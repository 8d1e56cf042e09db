use async_trait::async_trait;
use log::{debug, error};
use secrecy::ExposeSecret;
use serde::{Deserialize, Serialize};

use crate::{
    config::Config,
    errors::{AppError, AppResult},
};

/// Conversational-AI collaborator behind `/send-message`. Keyed by the
/// caller-supplied session id; shares no state with the quiz core.
#[cfg_attr(test, mockall::automock)]
#[async_trait]
pub trait ChatAgent: Send + Sync {
    async fn detect_intent(&self, message: &str, session_id: &str) -> AppResult<String>;
}

/// REST client for the Dialogflow `detectIntent` endpoint.
pub struct DialogflowClient {
    http: reqwest::Client,
    api_base: String,
    project_id: String,
    access_token: secrecy::SecretString,
    language_code: String,
}

#[derive(Debug, Serialize)]
#[serde(rename_all = "camelCase")]
struct DetectIntentRequest {
    query_input: QueryInput,
}

#[derive(Debug, Serialize)]
struct QueryInput {
    text: TextInput,
}

#[derive(Debug, Serialize)]
#[serde(rename_all = "camelCase")]
struct TextInput {
    text: String,
    language_code: String,
}

#[derive(Debug, Deserialize)]
#[serde(rename_all = "camelCase")]
struct DetectIntentResponse {
    query_result: Option<QueryResult>,
}

#[derive(Debug, Deserialize)]
#[serde(rename_all = "camelCase")]
struct QueryResult {
    #[serde(default)]
    fulfillment_text: String,
}

impl DialogflowClient {
    pub fn new(http: reqwest::Client, config: &Config) -> Self {
        Self {
            http,
            api_base: config.dialogflow_api_base.trim_end_matches('/').to_string(),
            project_id: config.dialogflow_project_id.clone(),
            access_token: config.dialogflow_access_token.clone(),
            language_code: config.dialogflow_language_code.clone(),
        }
    }

    fn session_endpoint(&self, session_id: &str) -> String {
        format!(
            "{}/v2/projects/{}/agent/sessions/{}:detectIntent",
            self.api_base, self.project_id, session_id
        )
    }
}

#[async_trait]
impl ChatAgent for DialogflowClient {
    async fn detect_intent(&self, message: &str, session_id: &str) -> AppResult<String> {
        debug!("forwarding chat message for session {session_id}");

        let body = DetectIntentRequest {
            query_input: QueryInput {
                text: TextInput {
                    text: message.to_string(),
                    language_code: self.language_code.clone(),
                },
            },
        };

        let response = self
            .http
            .post(self.session_endpoint(session_id))
            .bearer_auth(self.access_token.expose_secret())
            .json(&body)
            .send()
            .await
            .map_err(|err| {
                error!("dialogflow request failed: {err}");
                AppError::InternalError("Error communicating with Dialogflow.".to_string())
            })?;

        if !response.status().is_success() {
            error!("dialogflow returned status {}", response.status());
            return Err(AppError::InternalError(
                "Error communicating with Dialogflow.".to_string(),
            ));
        }

        let payload: DetectIntentResponse = response.json().await.map_err(|err| {
            error!("dialogflow reply was not valid JSON: {err}");
            AppError::InternalError("Error communicating with Dialogflow.".to_string())
        })?;

        Ok(payload
            .query_result
            .map(|result| result.fulfillment_text)
            .unwrap_or_default())
    }
}
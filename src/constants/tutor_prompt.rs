/// Builds the prompt for one interactive tutor exchange. The conversation
/// history is passed pre-serialized as JSON so the model sees the full
/// context of the session.
pub fn build_tutor_prompt(base_question: &str, history_json: &str, message: &str) -> String {
    format!(
        r#"You are an expert AI tutor. The user is studying the following question:

"{base_question}"

The following is the conversation so far:
{history_json}

Now the user asks: "{message}"

Please answer in a clear, engaging, and step-by-step manner suitable for an engineering student.
"#
    )
}
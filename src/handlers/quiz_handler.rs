use actix_web::{get, post, web, HttpResponse};
use validator::Validate;

use crate::{
    app_state::AppState,
    errors::AppError,
    models::dto::request::GenerateQuestionsRequest,
};

/// Generates a fresh multiple-choice question set for the quiz setup screen.
/// Failures never create partial quiz state; the browser keeps the setup
/// screen visible and shows the error message.
#[post("/generate-questions")]
pub async fn generate_questions(
    state: web::Data<AppState>,
    request: web::Json<GenerateQuestionsRequest>,
) -> Result<HttpResponse, AppError> {
    let request = request.into_inner();
    request.validate()?;

    let response = state.quiz_generation.generate(&request).await?;
    Ok(HttpResponse::Ok().json(response))
}

#[get("/health")]
pub async fn health_check() -> HttpResponse {
    HttpResponse::Ok().json(serde_json::json!({ "status": "ok" }))
}

#[cfg(test)]
mod tests {
    use super::*;
    use actix_web::{test, App};
    use std::sync::Arc;

    use crate::config::Config;
    use crate::services::question_provider::MockGenerativeModel;
    use crate::services::quiz_generation_service::QuizGenerationService;
    use crate::test_utils::test_helpers::{assert_error_status, assert_success_status};

    fn state_with_reply(reply: Result<&str, AppError>) -> AppState {
        let reply = reply.map(str::to_string);
        let mut model = MockGenerativeModel::new();
        model
            .expect_generate_content()
            .returning(move |_| reply.clone());

        let mut state = AppState::new(Config::test_config()).unwrap();
        state.quiz_generation = Arc::new(QuizGenerationService::new(Arc::new(model)));
        state
    }

    fn quiz_body() -> serde_json::Value {
        serde_json::json!({ "topic": "Optics", "count": 1, "difficulty": "easy" })
    }

    #[actix_web::test]
    async fn test_generate_questions_success() {
        let state = state_with_reply(Ok(r#"{
            "questions": [{
                "question": "What bends light in a lens?",
                "options": ["Refraction", "Reflection", "Diffusion", "Dispersion"],
                "answer": "Refraction"
            }]
        }"#));
        let app = test::init_service(
            App::new()
                .app_data(web::Data::new(state))
                .service(generate_questions),
        )
        .await;

        let req = test::TestRequest::post()
            .uri("/generate-questions")
            .set_json(quiz_body())
            .to_request();
        let resp = test::call_service(&app, req).await;
        assert_success_status(resp.status());

        let body: serde_json::Value = test::read_body_json(resp).await;
        assert_eq!(body["questions"].as_array().unwrap().len(), 1);
        // Missing explanation is synthesized from topic and answer.
        assert!(body["questions"][0]["explanation"]
            .as_str()
            .unwrap()
            .contains("Optics"));
    }

    #[actix_web::test]
    async fn test_generate_questions_rejects_empty_topic() {
        let state = state_with_reply(Ok("{}"));
        let app = test::init_service(
            App::new()
                .app_data(web::Data::new(state))
                .service(generate_questions),
        )
        .await;

        let req = test::TestRequest::post()
            .uri("/generate-questions")
            .set_json(serde_json::json!({ "topic": "", "count": 3, "difficulty": "easy" }))
            .to_request();
        let resp = test::call_service(&app, req).await;
        assert_eq!(resp.status(), actix_web::http::StatusCode::BAD_REQUEST);
    }

    #[actix_web::test]
    async fn test_generate_questions_surfaces_provider_failure() {
        let state = state_with_reply(Err(AppError::ProviderUnavailable(
            "connection refused".to_string(),
        )));
        let app = test::init_service(
            App::new()
                .app_data(web::Data::new(state))
                .service(generate_questions),
        )
        .await;

        let req = test::TestRequest::post()
            .uri("/generate-questions")
            .set_json(quiz_body())
            .to_request();
        let resp = test::call_service(&app, req).await;
        assert_error_status(resp.status());
    }

    #[actix_web::test]
    async fn test_health_check() {
        let app = test::init_service(App::new().service(health_check)).await;

        let req = test::TestRequest::get().uri("/health").to_request();
        let resp = test::call_service(&app, req).await;
        assert_success_status(resp.status());
    }
}
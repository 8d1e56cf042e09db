use serde::Deserialize;
use validator::Validate;

/// Body of `POST /generate-questions`, sent by the quiz setup screen.
#[derive(Debug, Clone, Deserialize, Validate)]
pub struct GenerateQuestionsRequest {
    #[validate(length(min = 1, max = 200, message = "Topic must not be empty"))]
    pub topic: String,

    #[validate(range(min = 1, max = 50, message = "Count must be between 1 and 50"))]
    pub count: u32,

    #[validate(length(min = 1, max = 50))]
    pub difficulty: String,
}

/// Body of `POST /interactive-chat`. `question` sets or replaces the base
/// question the tutor session is anchored to; follow-up doubts omit it.
#[derive(Debug, Clone, Deserialize, Validate)]
pub struct TutorChatRequest {
    #[validate(length(min = 1, message = "Session ID is required."))]
    pub session_id: String,

    pub question: Option<String>,

    #[validate(length(min = 1, message = "Message is required."))]
    pub message: String,
}

/// Body of `POST /reset-session`.
#[derive(Debug, Clone, Deserialize, Validate)]
pub struct ResetSessionRequest {
    #[validate(length(min = 1, message = "Session ID is required."))]
    pub session_id: String,
}

/// Body of `POST /send-message`. Field names follow the browser contract.
#[derive(Debug, Clone, Deserialize, Validate)]
pub struct ChatRequest {
    #[validate(length(min = 1, message = "Message and Session ID are required."))]
    pub message: String,

    #[serde(rename = "sessionId")]
    #[validate(length(min = 1, message = "Message and Session ID are required."))]
    pub session_id: String,
}
use serde::{Deserialize, Serialize};

/// A single multiple-choice question as received from the question provider.
/// Immutable once constructed.
#[derive(Clone, Debug, PartialEq, Eq, Deserialize, Serialize)]
pub struct Question {
    pub text: String,
    pub options: Vec<String>,
    pub correct_answer: String,
    pub explanation: Option<String>,
}

impl Question {
    pub fn new(
        text: &str,
        options: Vec<String>,
        correct_answer: &str,
        explanation: Option<String>,
    ) -> Self {
        Question {
            text: text.to_string(),
            options,
            correct_answer: correct_answer.to_string(),
            explanation,
        }
    }

    /// Whether the correct answer matches one of the options after trimming.
    /// Providers occasionally pad answers with whitespace, so matching is
    /// trimmed but case-sensitive.
    pub fn answer_is_among_options(&self) -> bool {
        self.options
            .iter()
            .any(|opt| opt.trim() == self.correct_answer.trim())
    }

    /// Checks a submitted answer against the correct one. Trimmed,
    /// case-sensitive comparison.
    pub fn is_correct(&self, selected: &str) -> bool {
        selected.trim() == self.correct_answer.trim()
    }
}
use actix_web::{http::StatusCode, HttpResponse, ResponseError};
use serde::Serialize;
use thiserror::Error;

#[derive(Debug, Clone, Error, PartialEq, Eq)]
pub enum AppError {
    // Session misuse; the renderer's own gating should make these unreachable.
    #[error("Cannot create a quiz session from an empty question set")]
    EmptyQuestionSet,

    #[error("Question {0} has already been answered")]
    AlreadyAnswered(usize),

    #[error("Already at the last question")]
    AtLastQuestion,

    // Provider-facing failures, surfaced as a single user-visible notice.
    #[error("Question provider unavailable: {0}")]
    ProviderUnavailable(String),

    #[error("Question provider returned malformed JSON: {0}")]
    MalformedProviderResponse(String),

    #[error("No questions were generated.")]
    NoQuestionsGenerated,

    #[error("Session not found.")]
    SessionNotFound,

    #[error("Validation error: {0}")]
    ValidationError(String),

    #[error("Internal server error: {0}")]
    InternalError(String),
}

impl AppError {
    pub fn error_code(&self) -> &'static str {
        match self {
            AppError::EmptyQuestionSet => "EMPTY_QUESTION_SET",
            AppError::AlreadyAnswered(_) => "ALREADY_ANSWERED",
            AppError::AtLastQuestion => "AT_LAST_QUESTION",
            AppError::ProviderUnavailable(_) => "PROVIDER_UNAVAILABLE",
            AppError::MalformedProviderResponse(_) => "MALFORMED_PROVIDER_RESPONSE",
            AppError::NoQuestionsGenerated => "NO_QUESTIONS_GENERATED",
            AppError::SessionNotFound => "SESSION_NOT_FOUND",
            AppError::ValidationError(_) => "VALIDATION_ERROR",
            AppError::InternalError(_) => "INTERNAL_ERROR",
        }
    }
}

#[derive(Debug, Serialize)]
pub struct ErrorResponse {
    pub error: String,
    pub code: u16,
    pub error_code: &'static str,
}

impl ResponseError for AppError {
    fn status_code(&self) -> StatusCode {
        match self {
            AppError::EmptyQuestionSet => StatusCode::UNPROCESSABLE_ENTITY,
            AppError::AlreadyAnswered(_) => StatusCode::CONFLICT,
            AppError::AtLastQuestion => StatusCode::CONFLICT,
            AppError::ProviderUnavailable(_) => StatusCode::BAD_GATEWAY,
            AppError::MalformedProviderResponse(_) => StatusCode::BAD_GATEWAY,
            AppError::NoQuestionsGenerated => StatusCode::BAD_GATEWAY,
            AppError::SessionNotFound => StatusCode::NOT_FOUND,
            AppError::ValidationError(_) => StatusCode::BAD_REQUEST,
            AppError::InternalError(_) => StatusCode::INTERNAL_SERVER_ERROR,
        }
    }

    fn error_response(&self) -> HttpResponse {
        HttpResponse::build(self.status_code()).json(ErrorResponse {
            error: self.to_string(),
            code: self.status_code().as_u16(),
            error_code: self.error_code(),
        })
    }
}

impl From<validator::ValidationErrors> for AppError {
    fn from(err: validator::ValidationErrors) -> Self {
        AppError::ValidationError(err.to_string())
    }
}

impl From<reqwest::Error> for AppError {
    fn from(err: reqwest::Error) -> Self {
        AppError::ProviderUnavailable(err.to_string())
    }
}

pub type AppResult<T> = Result<T, AppError>;

#[cfg(test)]
mod tests {
    use super::*;

    #[test]
    fn test_error_status_codes() {
        assert_eq!(
            AppError::EmptyQuestionSet.status_code(),
            StatusCode::UNPROCESSABLE_ENTITY
        );
        assert_eq!(
            AppError::AlreadyAnswered(2).status_code(),
            StatusCode::CONFLICT
        );
        assert_eq!(
            AppError::ProviderUnavailable("timeout".into()).status_code(),
            StatusCode::BAD_GATEWAY
        );
        assert_eq!(
            AppError::NoQuestionsGenerated.status_code(),
            StatusCode::BAD_GATEWAY
        );
        assert_eq!(
            AppError::ValidationError("test".into()).status_code(),
            StatusCode::BAD_REQUEST
        );
    }

    #[test]
    fn test_error_messages() {
        let err = AppError::AlreadyAnswered(3);
        assert_eq!(err.to_string(), "Question 3 has already been answered");

        let err = AppError::NoQuestionsGenerated;
        assert_eq!(err.to_string(), "No questions were generated.");
    }

    #[test]
    fn test_error_codes_are_distinct() {
        let codes = [
            AppError::EmptyQuestionSet.error_code(),
            AppError::AlreadyAnswered(0).error_code(),
            AppError::AtLastQuestion.error_code(),
            AppError::ProviderUnavailable(String::new()).error_code(),
            AppError::MalformedProviderResponse(String::new()).error_code(),
            AppError::NoQuestionsGenerated.error_code(),
            AppError::SessionNotFound.error_code(),
        ];
        let mut deduped = codes.to_vec();
        deduped.sort_unstable();
        deduped.dedup();
        assert_eq!(deduped.len(), codes.len());
    }

    #[actix_web::test]
    async fn test_error_response_body_carries_the_string_code() {
        let response = AppError::NoQuestionsGenerated.error_response();
        assert_eq!(response.status(), StatusCode::BAD_GATEWAY);

        let bytes = actix_web::body::to_bytes(response.into_body())
            .await
            .unwrap();
        let body: serde_json::Value = serde_json::from_slice(&bytes).unwrap();

        assert_eq!(body["error"].as_str().unwrap(), "No questions were generated.");
        assert_eq!(body["code"].as_u64().unwrap(), 502);
        assert_eq!(body["error_code"].as_str().unwrap(), "NO_QUESTIONS_GENERATED");
    }

    #[test]
    fn test_session_not_found_maps_to_404() {
        assert_eq!(
            AppError::SessionNotFound.status_code(),
            StatusCode::NOT_FOUND
        );
    }
}
pub mod app_state;
pub mod config;
pub mod constants;
pub mod errors;
pub mod handlers;
pub mod middleware;
pub mod models;
pub mod services;

#[cfg(test)]
pub mod test_utils;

☆ ☆ ☆

- **TASK DETAILS**
Only the lines above from the line containing "filename src/handlers/quiz_handler.rs" through the line containing "keeps the setup" should be retyped, exactly and with both ends included.

- **OUTPUT OF THE TASK**
filename src/handlers/quiz_handler.rs
use actix_web::{get, post, web, HttpResponse};
use validator::Validate;

use crate::{
    app_state::AppState,
    errors::AppError,
    models::dto::request::GenerateQuestionsRequest,
};

/// Generates a fresh multiple-choice question set for the quiz setup screen.
/// Failures never create partial quiz state; the browser keeps the setup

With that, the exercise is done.